• Problem to work on: Only one stretch of the data is wanted: the line containing "#[derive(Debug, Clone, Copy, ValueEnum, PartialEq, Eq)]", the line containing "args and config.", and every line between them, copied exactly.

***

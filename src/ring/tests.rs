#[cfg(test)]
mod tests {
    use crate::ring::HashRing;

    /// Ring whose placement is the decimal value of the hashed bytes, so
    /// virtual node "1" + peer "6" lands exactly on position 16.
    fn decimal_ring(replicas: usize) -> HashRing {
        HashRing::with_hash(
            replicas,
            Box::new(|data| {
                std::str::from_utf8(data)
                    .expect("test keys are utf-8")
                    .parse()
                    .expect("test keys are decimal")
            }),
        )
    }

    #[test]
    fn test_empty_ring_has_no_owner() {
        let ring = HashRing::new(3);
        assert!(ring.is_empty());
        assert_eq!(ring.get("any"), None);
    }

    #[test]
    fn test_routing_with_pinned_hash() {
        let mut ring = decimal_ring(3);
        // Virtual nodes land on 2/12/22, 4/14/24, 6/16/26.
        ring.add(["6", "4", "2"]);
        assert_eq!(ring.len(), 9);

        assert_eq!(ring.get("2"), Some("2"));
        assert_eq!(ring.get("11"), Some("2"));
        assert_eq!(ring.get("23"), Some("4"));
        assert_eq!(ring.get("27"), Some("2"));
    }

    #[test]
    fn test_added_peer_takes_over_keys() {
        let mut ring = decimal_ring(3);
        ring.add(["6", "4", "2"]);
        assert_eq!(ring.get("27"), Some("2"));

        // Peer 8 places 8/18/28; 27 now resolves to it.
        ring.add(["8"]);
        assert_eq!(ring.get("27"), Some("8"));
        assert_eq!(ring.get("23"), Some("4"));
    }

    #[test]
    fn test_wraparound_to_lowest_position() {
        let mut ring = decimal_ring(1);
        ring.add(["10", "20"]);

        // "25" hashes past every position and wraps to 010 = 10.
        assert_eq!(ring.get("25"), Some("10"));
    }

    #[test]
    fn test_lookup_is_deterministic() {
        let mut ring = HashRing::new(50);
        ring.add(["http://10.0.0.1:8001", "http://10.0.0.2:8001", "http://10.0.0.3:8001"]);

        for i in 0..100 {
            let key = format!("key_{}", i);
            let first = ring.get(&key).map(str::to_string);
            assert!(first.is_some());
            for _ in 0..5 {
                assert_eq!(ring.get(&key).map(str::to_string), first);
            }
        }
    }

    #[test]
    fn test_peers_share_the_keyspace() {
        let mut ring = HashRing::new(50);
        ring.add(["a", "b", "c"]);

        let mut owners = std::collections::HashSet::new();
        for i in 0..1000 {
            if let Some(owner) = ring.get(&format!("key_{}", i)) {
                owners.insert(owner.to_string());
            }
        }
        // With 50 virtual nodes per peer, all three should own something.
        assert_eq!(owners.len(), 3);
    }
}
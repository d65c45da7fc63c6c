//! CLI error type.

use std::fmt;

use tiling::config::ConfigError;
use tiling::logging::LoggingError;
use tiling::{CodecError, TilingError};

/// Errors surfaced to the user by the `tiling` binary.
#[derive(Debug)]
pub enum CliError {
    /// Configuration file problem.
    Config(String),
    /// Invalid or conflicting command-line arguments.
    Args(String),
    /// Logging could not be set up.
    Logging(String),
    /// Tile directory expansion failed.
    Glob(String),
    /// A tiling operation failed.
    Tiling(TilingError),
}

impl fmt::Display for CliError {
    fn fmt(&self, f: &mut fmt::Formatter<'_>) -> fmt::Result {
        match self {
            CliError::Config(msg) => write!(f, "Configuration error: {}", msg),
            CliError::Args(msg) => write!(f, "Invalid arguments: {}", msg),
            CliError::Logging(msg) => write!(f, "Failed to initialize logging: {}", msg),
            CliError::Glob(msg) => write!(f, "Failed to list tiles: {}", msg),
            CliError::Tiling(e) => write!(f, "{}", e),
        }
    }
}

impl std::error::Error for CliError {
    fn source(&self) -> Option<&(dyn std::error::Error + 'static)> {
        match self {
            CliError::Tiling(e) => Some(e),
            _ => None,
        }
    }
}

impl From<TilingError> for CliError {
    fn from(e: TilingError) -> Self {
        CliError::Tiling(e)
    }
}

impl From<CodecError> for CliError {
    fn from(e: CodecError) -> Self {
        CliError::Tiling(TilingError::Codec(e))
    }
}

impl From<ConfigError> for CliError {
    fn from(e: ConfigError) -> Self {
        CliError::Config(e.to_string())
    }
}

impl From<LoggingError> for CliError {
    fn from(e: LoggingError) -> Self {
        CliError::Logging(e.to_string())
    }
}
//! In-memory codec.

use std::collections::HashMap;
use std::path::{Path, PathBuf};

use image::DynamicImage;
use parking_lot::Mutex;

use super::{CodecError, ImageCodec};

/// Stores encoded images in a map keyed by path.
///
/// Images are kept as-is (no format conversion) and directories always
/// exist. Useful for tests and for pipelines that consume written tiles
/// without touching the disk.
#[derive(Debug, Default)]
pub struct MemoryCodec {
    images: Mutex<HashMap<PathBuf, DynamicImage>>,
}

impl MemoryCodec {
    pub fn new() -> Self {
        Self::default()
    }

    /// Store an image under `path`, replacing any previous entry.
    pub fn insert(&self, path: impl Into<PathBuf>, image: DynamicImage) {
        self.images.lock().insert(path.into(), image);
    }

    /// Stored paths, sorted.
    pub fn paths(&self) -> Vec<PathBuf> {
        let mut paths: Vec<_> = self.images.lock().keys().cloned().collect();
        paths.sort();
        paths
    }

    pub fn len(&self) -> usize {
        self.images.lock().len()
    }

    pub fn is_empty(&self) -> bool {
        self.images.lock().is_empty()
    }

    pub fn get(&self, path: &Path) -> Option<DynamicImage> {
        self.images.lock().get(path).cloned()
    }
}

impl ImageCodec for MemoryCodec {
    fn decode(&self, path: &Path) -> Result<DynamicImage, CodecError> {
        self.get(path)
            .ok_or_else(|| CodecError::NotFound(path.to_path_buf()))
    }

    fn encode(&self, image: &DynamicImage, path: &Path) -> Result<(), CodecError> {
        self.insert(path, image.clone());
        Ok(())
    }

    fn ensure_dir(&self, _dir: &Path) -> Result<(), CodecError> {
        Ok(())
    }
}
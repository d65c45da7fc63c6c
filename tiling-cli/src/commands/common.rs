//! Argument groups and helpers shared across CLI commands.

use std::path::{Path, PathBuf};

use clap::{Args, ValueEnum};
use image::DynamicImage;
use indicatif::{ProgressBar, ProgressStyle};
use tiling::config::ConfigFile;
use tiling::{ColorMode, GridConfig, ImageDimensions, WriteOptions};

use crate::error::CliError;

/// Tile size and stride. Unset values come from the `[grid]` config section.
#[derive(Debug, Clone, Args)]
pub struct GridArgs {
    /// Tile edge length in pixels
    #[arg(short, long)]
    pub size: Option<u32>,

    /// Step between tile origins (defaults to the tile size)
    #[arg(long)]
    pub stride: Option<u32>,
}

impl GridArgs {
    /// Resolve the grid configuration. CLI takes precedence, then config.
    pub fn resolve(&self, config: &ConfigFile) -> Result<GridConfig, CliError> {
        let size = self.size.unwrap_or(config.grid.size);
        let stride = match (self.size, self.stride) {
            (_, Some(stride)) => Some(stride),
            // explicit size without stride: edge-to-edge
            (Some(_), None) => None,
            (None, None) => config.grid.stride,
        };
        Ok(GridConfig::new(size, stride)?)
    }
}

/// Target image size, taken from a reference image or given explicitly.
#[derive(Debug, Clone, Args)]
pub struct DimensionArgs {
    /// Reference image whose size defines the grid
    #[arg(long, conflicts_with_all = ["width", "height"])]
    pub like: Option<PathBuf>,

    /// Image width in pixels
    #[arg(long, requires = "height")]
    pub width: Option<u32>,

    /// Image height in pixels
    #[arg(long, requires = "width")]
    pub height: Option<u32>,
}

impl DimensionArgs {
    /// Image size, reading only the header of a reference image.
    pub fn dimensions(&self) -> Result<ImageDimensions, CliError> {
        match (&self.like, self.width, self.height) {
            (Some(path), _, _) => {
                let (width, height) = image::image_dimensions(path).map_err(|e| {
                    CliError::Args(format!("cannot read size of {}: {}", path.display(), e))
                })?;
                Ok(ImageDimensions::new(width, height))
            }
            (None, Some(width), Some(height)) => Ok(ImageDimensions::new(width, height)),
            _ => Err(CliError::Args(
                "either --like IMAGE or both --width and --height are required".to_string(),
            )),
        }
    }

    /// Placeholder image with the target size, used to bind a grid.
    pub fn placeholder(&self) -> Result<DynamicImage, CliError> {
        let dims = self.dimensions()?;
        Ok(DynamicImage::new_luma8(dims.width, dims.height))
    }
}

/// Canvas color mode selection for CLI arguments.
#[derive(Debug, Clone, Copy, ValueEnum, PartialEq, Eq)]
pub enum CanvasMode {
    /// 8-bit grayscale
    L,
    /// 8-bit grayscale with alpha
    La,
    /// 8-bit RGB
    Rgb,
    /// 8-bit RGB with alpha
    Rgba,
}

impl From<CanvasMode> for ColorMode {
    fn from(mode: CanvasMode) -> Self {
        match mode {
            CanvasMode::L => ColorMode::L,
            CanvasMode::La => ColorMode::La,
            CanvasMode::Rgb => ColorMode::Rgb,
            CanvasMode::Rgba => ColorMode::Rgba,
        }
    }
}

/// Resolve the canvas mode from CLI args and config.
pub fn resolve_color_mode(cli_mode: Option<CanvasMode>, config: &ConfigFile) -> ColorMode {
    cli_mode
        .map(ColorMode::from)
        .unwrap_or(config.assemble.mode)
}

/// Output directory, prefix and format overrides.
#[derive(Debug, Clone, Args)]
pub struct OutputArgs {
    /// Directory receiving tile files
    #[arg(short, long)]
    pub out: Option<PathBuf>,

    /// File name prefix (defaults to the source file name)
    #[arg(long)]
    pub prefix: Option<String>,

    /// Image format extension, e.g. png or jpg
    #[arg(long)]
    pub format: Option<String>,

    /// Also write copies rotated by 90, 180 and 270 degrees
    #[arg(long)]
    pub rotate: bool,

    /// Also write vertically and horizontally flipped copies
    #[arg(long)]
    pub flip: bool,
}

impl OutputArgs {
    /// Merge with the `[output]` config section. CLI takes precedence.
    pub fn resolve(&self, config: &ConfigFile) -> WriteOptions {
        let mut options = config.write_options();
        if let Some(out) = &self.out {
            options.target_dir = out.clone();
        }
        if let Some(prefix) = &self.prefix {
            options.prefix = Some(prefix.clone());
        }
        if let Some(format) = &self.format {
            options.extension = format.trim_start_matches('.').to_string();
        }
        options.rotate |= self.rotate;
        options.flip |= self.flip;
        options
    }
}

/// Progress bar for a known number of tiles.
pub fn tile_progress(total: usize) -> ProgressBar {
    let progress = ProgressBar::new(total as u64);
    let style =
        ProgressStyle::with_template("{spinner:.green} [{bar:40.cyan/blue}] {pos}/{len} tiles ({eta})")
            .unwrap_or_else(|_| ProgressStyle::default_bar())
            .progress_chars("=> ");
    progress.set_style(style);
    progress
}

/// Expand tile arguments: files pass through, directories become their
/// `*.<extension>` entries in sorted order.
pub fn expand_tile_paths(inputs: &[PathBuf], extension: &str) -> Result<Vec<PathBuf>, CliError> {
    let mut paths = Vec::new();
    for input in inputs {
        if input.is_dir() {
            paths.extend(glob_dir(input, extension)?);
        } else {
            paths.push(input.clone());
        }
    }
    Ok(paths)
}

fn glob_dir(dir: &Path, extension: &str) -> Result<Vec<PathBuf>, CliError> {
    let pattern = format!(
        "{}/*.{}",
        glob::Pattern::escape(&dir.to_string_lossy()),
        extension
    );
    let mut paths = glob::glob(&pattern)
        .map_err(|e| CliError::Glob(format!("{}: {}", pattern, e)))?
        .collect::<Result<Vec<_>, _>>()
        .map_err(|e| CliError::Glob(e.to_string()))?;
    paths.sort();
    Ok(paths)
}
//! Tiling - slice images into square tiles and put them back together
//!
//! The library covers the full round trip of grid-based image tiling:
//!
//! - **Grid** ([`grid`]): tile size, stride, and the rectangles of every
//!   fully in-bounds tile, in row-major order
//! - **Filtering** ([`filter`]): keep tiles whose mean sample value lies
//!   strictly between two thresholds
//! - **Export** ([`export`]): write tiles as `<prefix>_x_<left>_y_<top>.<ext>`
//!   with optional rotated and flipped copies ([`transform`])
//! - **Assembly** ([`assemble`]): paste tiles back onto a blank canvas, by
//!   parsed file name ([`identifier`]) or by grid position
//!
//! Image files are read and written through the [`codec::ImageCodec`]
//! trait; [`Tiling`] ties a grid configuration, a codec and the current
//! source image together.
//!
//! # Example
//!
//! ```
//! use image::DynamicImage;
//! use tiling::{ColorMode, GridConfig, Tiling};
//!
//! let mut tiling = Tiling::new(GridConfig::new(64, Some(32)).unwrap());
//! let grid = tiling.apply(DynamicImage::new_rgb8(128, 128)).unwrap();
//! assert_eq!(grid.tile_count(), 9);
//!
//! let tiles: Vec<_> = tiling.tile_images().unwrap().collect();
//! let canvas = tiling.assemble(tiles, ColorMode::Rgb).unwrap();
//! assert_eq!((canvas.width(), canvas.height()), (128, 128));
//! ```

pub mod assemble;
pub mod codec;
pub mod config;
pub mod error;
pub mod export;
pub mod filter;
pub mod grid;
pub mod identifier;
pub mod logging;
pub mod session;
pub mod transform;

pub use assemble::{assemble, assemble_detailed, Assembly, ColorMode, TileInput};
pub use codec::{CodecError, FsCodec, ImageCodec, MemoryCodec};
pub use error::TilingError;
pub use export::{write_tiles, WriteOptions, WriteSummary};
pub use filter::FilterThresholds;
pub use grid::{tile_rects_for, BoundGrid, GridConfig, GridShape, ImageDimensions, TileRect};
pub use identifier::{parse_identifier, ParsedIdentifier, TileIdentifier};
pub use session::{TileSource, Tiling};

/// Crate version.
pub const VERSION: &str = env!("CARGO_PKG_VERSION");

***

• Solution:
#[derive(Debug, Clone, Copy, ValueEnum, PartialEq, Eq)]
pub enum CanvasMode {
    /// 8-bit grayscale
    L,
    /// 8-bit grayscale with alpha
    La,
    /// 8-bit RGB
    Rgb,
    /// 8-bit RGB with alpha
    Rgba,
}

impl From<CanvasMode> for ColorMode {
    fn from(mode: CanvasMode) -> Self {
        match mode {
            CanvasMode::L => ColorMode::L,
            CanvasMode::La => ColorMode::La,
            CanvasMode::Rgb => ColorMode::Rgb,
            CanvasMode::Rgba => ColorMode::Rgba,
        }
    }
}

/// Resolve the canvas mode from CLI args and config.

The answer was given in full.